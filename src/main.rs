use anyhow::Result;
use clap::{Parser, Subcommand};
use tracing_subscriber::{layer::SubscriberExt, util::SubscriberInitExt};

use walletbook::cli::{
    handle_account_command, handle_category_command, handle_export_command,
    handle_import_command, handle_rates_command, handle_report_command, handle_tag_command,
    handle_transaction_command,
};
use walletbook::config::{paths::WalletPaths, settings::Settings};
use walletbook::models::AssetCode;
use walletbook::storage::Storage;

/// Environment variable holding a `tracing` filter directive
const LOG_ENV: &str = "WALLETBOOK_LOG";

#[derive(Parser)]
#[command(
    name = "wallet",
    version,
    about = "Personal finance ledger for the terminal",
    long_about = "walletbook keeps accounts, categories and transactions in plain \
                  JSON files, tracks planned payments, and builds filtered reports \
                  that can be saved as templates and exported to CSV."
)]
struct Cli {
    #[command(subcommand)]
    command: Option<Commands>,
}

#[derive(Subcommand)]
enum Commands {
    /// Initialize the data directory
    Init {
        /// Base currency for reports and new accounts
        #[arg(short, long)]
        currency: Option<String>,
    },

    /// Show current configuration and paths
    Config,

    /// Account management commands
    #[command(subcommand)]
    Account(walletbook::cli::AccountCommands),

    /// Category management commands
    #[command(subcommand)]
    Category(walletbook::cli::CategoryCommands),

    /// Tag management commands
    #[command(subcommand)]
    Tag(walletbook::cli::TagCommands),

    /// Transaction management commands
    #[command(subcommand, alias = "txn")]
    Transaction(walletbook::cli::TransactionCommands),

    /// Filtered report with totals and a dated history
    Report(walletbook::cli::ReportArgs),

    /// Export data
    #[command(subcommand)]
    Export(walletbook::cli::ExportCommands),

    /// Import data
    #[command(subcommand)]
    Import(walletbook::cli::ImportCommands),

    /// Exchange rate management
    #[command(subcommand)]
    Rates(walletbook::cli::RatesCommands),
}

fn init_tracing(settings: &Settings) {
    let filter = tracing_subscriber::EnvFilter::try_from_env(LOG_ENV)
        .ok()
        .or_else(|| {
            settings
                .log_filter
                .as_deref()
                .and_then(|directive| tracing_subscriber::EnvFilter::try_new(directive).ok())
        })
        .unwrap_or_else(|| "walletbook=warn".into());

    tracing_subscriber::registry()
        .with(filter)
        .with(tracing_subscriber::fmt::layer().with_writer(std::io::stderr))
        .init();
}

fn main() -> Result<()> {
    let cli = Cli::parse();

    // Initialize paths and settings
    let paths = WalletPaths::new()?;
    let mut settings = Settings::load_or_create(&paths)?;
    init_tracing(&settings);

    let command = match cli.command {
        Some(Commands::Init { currency }) => {
            if let Some(code) = currency {
                settings.base_currency = AssetCode::new(&code)?.as_str().to_string();
            }
            paths.ensure_directories()?;
            settings.setup_completed = true;
            settings.save(&paths)?;
            tracing::info!(dir = %paths.base_dir().display(), "initialized");
            println!("Initialized walletbook at: {}", paths.base_dir().display());
            println!("Base currency: {}", settings.base_currency);
            println!();
            println!("Run 'wallet account create <name>' to add your first account.");
            return Ok(());
        }
        Some(Commands::Config) => {
            println!("walletbook Configuration");
            println!("========================");
            println!("Base directory:  {}", paths.base_dir().display());
            println!("Data directory:  {}", paths.data_dir().display());
            println!("Settings file:   {}", paths.settings_file().display());
            println!();
            println!("Settings:");
            println!("  Base currency: {}", settings.base_currency);
            println!("  Date format:   {}", settings.date_format);
            println!(
                "  Log filter:    {}",
                settings.log_filter.as_deref().unwrap_or("(default)")
            );
            println!(
                "  Initialized:   {}",
                if settings.setup_completed { "Yes" } else { "No" }
            );
            return Ok(());
        }
        Some(command) => command,
        None => {
            println!("walletbook - personal finance ledger");
            println!();
            println!("Run 'wallet --help' for usage information.");
            return Ok(());
        }
    };

    // Initialize storage
    let storage = Storage::new(paths, &settings)?;

    match command {
        Commands::Account(cmd) => handle_account_command(&storage, cmd)?,
        Commands::Category(cmd) => handle_category_command(&storage, cmd)?,
        Commands::Tag(cmd) => handle_tag_command(&storage, cmd)?,
        Commands::Transaction(cmd) => handle_transaction_command(&storage, cmd)?,
        Commands::Report(args) => handle_report_command(&storage, args)?,
        Commands::Export(cmd) => handle_export_command(&storage, cmd)?,
        Commands::Import(cmd) => handle_import_command(&storage, cmd)?,
        Commands::Rates(cmd) => handle_rates_command(&storage, cmd)?,
        Commands::Init { .. } | Commands::Config => {}
    }

    Ok(())
}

• [WHAT YOU SHOULD DO]: Which lines in the data hold the string "AssetCode"? Copy each of them.

• [TASK RESULT]:
use walletbook::models::AssetCode;
                settings.base_currency = AssetCode::new(&code)?.as_str().to_string();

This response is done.